::: Extracted data
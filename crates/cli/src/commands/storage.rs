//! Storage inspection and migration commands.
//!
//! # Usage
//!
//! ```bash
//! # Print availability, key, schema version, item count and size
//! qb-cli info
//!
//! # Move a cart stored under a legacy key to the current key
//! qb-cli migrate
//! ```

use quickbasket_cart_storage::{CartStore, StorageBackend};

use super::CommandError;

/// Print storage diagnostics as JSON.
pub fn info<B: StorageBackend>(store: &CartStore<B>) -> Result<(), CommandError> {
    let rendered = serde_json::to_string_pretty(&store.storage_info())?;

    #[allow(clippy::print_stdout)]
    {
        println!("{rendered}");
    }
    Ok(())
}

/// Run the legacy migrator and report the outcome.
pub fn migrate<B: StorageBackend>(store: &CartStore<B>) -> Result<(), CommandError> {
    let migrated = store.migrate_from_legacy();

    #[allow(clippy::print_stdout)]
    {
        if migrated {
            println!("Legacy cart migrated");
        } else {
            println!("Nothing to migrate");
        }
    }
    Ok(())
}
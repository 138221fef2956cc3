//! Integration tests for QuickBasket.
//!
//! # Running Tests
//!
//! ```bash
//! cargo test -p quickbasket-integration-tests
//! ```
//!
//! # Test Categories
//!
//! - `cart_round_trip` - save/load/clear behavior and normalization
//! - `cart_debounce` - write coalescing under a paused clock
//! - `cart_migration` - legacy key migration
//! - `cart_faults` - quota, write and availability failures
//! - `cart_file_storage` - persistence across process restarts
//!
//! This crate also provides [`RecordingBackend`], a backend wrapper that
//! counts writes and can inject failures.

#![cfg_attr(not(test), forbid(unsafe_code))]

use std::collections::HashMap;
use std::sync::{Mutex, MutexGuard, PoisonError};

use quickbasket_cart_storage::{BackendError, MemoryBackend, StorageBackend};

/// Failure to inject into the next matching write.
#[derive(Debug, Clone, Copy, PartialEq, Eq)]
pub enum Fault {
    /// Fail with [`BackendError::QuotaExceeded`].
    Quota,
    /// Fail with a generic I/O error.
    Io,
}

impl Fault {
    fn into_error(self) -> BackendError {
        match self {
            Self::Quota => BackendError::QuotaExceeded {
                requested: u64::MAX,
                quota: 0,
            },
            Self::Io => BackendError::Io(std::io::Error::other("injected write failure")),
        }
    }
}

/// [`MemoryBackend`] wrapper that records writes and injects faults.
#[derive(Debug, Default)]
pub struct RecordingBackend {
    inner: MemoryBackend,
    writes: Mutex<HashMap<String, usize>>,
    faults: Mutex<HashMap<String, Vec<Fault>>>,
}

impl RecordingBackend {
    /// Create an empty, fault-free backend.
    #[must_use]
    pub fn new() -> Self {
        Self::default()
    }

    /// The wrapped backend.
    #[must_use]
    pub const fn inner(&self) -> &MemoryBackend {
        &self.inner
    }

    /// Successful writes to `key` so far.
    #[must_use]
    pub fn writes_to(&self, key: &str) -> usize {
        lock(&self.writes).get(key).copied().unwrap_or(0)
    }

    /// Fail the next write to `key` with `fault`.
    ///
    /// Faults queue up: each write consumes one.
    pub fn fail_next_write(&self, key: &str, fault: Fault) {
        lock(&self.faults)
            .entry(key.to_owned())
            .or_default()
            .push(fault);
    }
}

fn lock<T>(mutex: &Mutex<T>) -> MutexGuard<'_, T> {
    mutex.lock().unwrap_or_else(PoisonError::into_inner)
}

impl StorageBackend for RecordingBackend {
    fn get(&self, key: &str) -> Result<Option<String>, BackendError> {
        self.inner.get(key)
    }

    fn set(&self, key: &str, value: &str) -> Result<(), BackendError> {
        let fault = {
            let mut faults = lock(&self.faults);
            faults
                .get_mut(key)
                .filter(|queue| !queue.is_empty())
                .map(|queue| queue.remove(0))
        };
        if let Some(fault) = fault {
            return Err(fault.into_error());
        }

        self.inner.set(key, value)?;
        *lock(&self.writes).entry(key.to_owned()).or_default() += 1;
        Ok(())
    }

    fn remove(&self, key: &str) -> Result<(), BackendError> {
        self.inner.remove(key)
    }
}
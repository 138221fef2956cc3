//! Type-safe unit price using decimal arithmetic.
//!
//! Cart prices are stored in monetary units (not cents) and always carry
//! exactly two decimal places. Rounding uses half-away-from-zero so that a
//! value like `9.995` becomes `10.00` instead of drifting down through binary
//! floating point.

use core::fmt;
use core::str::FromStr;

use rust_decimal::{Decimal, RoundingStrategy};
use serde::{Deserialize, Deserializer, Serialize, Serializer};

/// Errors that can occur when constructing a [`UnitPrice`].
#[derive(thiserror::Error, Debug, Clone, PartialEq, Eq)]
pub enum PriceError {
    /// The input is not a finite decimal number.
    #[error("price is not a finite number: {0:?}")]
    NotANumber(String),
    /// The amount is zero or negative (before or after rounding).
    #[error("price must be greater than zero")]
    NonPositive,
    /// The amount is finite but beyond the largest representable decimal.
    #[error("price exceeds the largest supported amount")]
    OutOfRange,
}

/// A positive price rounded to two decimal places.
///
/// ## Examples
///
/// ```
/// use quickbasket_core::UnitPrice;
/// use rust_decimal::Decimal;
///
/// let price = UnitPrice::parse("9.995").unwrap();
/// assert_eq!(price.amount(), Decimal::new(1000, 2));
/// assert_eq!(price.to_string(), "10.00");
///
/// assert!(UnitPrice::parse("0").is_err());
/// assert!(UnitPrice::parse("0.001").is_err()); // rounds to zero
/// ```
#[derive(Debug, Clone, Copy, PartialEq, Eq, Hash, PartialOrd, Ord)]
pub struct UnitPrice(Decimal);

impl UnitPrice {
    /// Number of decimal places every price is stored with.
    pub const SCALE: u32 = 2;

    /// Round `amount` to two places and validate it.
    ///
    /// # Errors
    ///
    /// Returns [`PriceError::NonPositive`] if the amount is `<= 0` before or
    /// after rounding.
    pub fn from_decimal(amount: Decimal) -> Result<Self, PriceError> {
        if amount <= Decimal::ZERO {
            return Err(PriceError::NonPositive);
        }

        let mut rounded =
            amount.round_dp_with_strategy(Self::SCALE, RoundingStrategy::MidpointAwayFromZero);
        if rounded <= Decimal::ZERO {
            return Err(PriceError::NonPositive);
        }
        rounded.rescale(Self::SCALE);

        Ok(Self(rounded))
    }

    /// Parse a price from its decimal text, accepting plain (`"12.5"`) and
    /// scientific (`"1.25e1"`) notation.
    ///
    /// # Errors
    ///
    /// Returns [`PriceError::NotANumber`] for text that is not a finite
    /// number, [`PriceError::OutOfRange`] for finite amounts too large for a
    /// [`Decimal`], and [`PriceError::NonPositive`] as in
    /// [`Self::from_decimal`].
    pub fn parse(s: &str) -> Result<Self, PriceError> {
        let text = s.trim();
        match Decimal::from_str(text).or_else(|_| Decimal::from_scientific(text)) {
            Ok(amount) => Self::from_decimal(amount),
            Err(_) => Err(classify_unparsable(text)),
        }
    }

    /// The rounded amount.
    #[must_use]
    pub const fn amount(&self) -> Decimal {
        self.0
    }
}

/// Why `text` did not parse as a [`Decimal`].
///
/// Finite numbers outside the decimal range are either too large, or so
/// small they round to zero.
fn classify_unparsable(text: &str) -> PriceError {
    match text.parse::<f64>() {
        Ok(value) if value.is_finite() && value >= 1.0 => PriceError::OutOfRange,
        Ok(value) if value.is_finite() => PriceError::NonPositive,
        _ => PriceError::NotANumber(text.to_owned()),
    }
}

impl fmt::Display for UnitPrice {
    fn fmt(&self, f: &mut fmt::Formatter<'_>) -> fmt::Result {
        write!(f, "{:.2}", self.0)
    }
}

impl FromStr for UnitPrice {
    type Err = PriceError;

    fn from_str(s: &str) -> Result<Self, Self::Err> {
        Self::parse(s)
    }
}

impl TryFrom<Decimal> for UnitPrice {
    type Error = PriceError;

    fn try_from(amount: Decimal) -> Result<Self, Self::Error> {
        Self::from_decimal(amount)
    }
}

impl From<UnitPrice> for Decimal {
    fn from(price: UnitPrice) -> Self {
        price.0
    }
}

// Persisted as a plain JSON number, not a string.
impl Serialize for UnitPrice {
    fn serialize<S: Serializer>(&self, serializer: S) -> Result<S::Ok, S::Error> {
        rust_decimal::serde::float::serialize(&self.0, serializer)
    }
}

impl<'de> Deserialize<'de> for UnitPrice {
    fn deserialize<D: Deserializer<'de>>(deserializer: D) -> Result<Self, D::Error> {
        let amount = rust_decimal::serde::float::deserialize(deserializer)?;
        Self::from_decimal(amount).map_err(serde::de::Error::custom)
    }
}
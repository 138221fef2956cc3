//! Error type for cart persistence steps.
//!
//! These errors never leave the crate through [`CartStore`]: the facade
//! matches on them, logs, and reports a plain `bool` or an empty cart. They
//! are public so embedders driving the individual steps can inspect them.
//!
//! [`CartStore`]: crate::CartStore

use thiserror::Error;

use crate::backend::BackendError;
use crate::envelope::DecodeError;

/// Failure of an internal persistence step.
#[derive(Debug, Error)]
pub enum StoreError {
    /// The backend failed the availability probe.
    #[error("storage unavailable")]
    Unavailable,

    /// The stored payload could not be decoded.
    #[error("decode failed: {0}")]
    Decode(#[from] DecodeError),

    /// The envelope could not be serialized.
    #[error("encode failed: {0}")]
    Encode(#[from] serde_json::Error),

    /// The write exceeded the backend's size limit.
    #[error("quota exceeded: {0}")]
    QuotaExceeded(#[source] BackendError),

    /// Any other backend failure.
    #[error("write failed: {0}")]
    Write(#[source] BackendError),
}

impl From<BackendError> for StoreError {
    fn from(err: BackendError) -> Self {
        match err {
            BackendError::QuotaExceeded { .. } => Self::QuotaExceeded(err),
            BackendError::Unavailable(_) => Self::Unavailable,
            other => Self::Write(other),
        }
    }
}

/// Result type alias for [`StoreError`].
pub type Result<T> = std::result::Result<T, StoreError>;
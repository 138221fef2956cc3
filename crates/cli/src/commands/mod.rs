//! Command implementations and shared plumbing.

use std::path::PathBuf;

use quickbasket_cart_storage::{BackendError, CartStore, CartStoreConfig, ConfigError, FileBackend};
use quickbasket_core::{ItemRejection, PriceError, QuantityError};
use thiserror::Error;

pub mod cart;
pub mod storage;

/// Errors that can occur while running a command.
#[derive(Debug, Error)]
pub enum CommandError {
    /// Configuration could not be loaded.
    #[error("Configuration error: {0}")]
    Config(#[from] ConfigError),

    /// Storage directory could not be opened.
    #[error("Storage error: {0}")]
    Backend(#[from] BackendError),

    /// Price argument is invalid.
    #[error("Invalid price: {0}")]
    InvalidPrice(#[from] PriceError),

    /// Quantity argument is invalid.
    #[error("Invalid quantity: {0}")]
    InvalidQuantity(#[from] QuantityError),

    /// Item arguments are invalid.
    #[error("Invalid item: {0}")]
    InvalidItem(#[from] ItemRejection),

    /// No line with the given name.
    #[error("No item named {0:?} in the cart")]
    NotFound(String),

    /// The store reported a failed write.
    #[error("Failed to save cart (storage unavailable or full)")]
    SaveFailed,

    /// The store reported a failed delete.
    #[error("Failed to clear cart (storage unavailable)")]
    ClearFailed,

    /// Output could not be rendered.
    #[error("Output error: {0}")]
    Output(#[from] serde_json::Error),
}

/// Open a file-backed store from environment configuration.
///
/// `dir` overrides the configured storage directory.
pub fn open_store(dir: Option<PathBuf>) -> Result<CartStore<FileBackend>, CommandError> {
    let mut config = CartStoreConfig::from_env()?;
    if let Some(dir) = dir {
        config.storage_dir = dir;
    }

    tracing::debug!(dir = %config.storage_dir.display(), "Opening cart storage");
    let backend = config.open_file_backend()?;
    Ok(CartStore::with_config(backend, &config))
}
::::::
::: Extracted data
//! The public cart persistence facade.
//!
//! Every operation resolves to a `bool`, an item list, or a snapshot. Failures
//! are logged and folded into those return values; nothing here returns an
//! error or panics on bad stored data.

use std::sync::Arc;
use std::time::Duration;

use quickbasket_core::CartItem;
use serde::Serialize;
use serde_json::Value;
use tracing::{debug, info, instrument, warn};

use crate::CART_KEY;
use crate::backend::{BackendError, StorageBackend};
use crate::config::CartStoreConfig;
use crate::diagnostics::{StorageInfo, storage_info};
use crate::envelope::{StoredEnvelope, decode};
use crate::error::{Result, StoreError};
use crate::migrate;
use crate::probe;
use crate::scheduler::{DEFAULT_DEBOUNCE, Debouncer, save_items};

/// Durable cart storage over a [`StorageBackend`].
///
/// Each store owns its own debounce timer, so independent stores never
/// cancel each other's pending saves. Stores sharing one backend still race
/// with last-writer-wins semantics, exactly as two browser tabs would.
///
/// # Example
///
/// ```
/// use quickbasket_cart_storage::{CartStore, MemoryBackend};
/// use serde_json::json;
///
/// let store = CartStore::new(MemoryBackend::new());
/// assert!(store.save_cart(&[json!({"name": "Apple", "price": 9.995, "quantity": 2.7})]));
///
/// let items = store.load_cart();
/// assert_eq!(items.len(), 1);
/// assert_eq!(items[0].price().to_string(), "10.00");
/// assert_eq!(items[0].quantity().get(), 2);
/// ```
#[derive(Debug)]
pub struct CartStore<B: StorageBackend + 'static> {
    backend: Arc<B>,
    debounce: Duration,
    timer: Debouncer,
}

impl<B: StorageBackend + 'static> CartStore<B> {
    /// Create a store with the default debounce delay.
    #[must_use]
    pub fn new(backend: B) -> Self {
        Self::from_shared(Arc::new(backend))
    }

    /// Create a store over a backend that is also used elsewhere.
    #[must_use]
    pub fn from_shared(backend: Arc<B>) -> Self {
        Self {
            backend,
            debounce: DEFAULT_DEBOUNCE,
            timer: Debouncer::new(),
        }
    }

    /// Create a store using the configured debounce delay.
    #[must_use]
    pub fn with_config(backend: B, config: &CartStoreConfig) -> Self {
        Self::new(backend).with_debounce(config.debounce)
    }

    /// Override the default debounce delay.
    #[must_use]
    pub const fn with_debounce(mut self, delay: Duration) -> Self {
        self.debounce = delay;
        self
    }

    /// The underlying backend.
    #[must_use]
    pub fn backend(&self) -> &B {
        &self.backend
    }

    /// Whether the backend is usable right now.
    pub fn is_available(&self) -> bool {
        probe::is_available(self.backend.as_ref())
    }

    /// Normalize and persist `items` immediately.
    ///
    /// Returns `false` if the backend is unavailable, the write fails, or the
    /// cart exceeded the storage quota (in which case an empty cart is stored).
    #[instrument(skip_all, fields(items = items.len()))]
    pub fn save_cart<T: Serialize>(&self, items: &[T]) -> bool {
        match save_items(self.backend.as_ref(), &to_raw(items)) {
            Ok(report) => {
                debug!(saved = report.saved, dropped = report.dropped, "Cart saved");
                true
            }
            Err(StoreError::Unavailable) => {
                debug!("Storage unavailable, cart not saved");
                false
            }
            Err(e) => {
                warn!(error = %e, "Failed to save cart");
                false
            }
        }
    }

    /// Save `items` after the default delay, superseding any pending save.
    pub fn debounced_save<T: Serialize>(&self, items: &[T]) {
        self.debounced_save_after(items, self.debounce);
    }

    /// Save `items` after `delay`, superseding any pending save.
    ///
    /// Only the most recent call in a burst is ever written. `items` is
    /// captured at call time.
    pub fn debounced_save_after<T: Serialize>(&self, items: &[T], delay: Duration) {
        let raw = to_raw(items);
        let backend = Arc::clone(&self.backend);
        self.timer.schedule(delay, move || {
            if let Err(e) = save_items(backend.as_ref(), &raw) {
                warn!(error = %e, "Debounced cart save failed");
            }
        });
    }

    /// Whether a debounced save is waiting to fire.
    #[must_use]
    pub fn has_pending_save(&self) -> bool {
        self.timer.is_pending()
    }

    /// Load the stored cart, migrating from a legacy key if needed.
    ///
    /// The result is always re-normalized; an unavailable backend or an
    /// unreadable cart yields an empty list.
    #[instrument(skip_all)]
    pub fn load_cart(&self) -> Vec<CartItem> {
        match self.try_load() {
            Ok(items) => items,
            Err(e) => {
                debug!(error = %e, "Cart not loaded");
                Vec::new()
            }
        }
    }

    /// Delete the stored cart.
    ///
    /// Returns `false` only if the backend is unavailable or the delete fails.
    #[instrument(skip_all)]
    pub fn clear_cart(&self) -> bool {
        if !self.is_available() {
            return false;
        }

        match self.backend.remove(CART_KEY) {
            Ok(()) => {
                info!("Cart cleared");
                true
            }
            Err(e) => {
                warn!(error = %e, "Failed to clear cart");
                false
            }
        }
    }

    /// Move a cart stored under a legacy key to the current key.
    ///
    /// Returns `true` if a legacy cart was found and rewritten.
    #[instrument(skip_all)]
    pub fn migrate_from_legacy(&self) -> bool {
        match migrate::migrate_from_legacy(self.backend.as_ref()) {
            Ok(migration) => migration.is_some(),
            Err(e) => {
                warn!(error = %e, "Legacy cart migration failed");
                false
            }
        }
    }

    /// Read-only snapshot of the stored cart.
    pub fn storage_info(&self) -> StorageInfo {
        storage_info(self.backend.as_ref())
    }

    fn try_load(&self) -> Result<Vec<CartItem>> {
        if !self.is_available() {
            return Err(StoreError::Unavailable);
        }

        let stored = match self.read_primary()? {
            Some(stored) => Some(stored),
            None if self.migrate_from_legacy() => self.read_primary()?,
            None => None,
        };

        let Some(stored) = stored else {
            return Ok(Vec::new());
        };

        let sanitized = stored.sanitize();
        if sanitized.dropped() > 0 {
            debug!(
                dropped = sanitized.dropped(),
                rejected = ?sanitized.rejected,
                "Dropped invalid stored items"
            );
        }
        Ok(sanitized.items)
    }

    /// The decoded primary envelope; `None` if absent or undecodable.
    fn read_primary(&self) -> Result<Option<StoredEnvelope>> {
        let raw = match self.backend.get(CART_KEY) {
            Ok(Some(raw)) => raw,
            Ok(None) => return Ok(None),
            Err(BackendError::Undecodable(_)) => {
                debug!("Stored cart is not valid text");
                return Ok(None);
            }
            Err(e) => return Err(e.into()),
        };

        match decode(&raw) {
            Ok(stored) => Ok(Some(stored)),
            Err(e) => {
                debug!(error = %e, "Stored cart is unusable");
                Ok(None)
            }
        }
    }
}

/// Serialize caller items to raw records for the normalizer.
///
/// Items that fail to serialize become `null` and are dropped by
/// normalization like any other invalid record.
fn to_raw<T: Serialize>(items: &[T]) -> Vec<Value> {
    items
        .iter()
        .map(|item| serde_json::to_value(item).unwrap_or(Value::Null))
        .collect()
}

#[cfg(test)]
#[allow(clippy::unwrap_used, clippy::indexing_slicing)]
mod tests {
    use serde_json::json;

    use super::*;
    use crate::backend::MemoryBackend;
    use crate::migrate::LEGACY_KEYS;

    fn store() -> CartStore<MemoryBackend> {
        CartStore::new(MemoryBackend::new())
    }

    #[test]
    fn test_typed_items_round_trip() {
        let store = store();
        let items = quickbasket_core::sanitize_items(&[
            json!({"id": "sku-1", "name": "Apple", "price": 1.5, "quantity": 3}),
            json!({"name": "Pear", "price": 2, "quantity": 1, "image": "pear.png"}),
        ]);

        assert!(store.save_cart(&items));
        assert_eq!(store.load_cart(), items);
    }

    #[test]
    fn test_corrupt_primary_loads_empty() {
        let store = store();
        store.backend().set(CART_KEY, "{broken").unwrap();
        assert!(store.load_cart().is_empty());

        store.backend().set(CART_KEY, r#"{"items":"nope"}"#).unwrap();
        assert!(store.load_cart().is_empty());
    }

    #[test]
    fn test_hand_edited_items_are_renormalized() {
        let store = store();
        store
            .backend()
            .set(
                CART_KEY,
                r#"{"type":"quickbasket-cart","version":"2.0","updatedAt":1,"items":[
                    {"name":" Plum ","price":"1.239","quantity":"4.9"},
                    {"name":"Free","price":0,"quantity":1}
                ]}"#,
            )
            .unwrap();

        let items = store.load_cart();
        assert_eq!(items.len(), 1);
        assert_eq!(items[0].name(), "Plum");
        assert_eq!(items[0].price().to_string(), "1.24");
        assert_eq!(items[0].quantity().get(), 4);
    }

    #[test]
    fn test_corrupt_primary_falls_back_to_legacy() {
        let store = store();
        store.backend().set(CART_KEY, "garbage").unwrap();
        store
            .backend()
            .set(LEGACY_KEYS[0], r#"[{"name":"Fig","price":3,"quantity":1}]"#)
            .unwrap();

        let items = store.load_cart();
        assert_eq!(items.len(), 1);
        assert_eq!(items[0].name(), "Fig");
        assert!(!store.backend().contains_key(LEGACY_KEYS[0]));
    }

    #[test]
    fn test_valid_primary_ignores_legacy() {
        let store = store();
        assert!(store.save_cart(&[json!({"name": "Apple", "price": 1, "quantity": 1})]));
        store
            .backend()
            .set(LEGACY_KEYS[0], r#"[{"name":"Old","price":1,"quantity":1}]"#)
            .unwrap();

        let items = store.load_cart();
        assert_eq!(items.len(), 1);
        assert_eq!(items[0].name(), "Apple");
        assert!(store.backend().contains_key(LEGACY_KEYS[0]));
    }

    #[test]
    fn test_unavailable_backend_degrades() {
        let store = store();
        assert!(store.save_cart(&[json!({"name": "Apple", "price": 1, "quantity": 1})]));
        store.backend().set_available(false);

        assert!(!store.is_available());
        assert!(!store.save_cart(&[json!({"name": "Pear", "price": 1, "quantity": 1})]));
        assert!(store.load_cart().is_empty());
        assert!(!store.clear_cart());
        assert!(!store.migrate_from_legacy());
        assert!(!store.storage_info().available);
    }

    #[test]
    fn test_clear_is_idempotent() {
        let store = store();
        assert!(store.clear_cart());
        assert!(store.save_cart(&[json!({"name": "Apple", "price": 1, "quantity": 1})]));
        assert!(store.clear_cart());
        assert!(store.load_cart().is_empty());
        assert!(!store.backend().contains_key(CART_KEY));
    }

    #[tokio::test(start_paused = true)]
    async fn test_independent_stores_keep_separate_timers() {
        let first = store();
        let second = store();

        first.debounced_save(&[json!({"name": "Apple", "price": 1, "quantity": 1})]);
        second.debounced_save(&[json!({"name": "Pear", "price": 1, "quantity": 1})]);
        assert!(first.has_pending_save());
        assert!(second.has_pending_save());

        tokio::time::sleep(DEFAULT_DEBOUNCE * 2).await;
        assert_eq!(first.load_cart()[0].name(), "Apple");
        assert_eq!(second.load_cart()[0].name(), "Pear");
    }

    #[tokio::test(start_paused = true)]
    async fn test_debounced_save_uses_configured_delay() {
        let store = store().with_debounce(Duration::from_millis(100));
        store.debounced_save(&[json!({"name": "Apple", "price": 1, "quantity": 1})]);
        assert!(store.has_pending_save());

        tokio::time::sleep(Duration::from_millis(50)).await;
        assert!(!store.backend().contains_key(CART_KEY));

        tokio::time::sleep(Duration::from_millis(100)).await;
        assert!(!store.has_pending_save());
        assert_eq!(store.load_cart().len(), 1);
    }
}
::::::
[About this exercise] Looking at the data above, return every line from the one with "filename crates/cli/src/commands/storage.rs" down to the one with "pub fn info<B: StorageBackend>(store: &CartStore<B>)", exactly and inclusively.

[Exercise answer]
filename crates/cli/src/commands/storage.rs
//! Storage inspection and migration commands.
//!
//! # Usage
//!
//! ```bash
//! # Print availability, key, schema version, item count and size
//! qb-cli info
//!
//! # Move a cart stored under a legacy key to the current key
//! qb-cli migrate
//! ```

use quickbasket_cart_storage::{CartStore, StorageBackend};

use super::CommandError;

/// Print storage diagnostics as JSON.
pub fn info<B: StorageBackend>(store: &CartStore<B>) -> Result<(), CommandError> {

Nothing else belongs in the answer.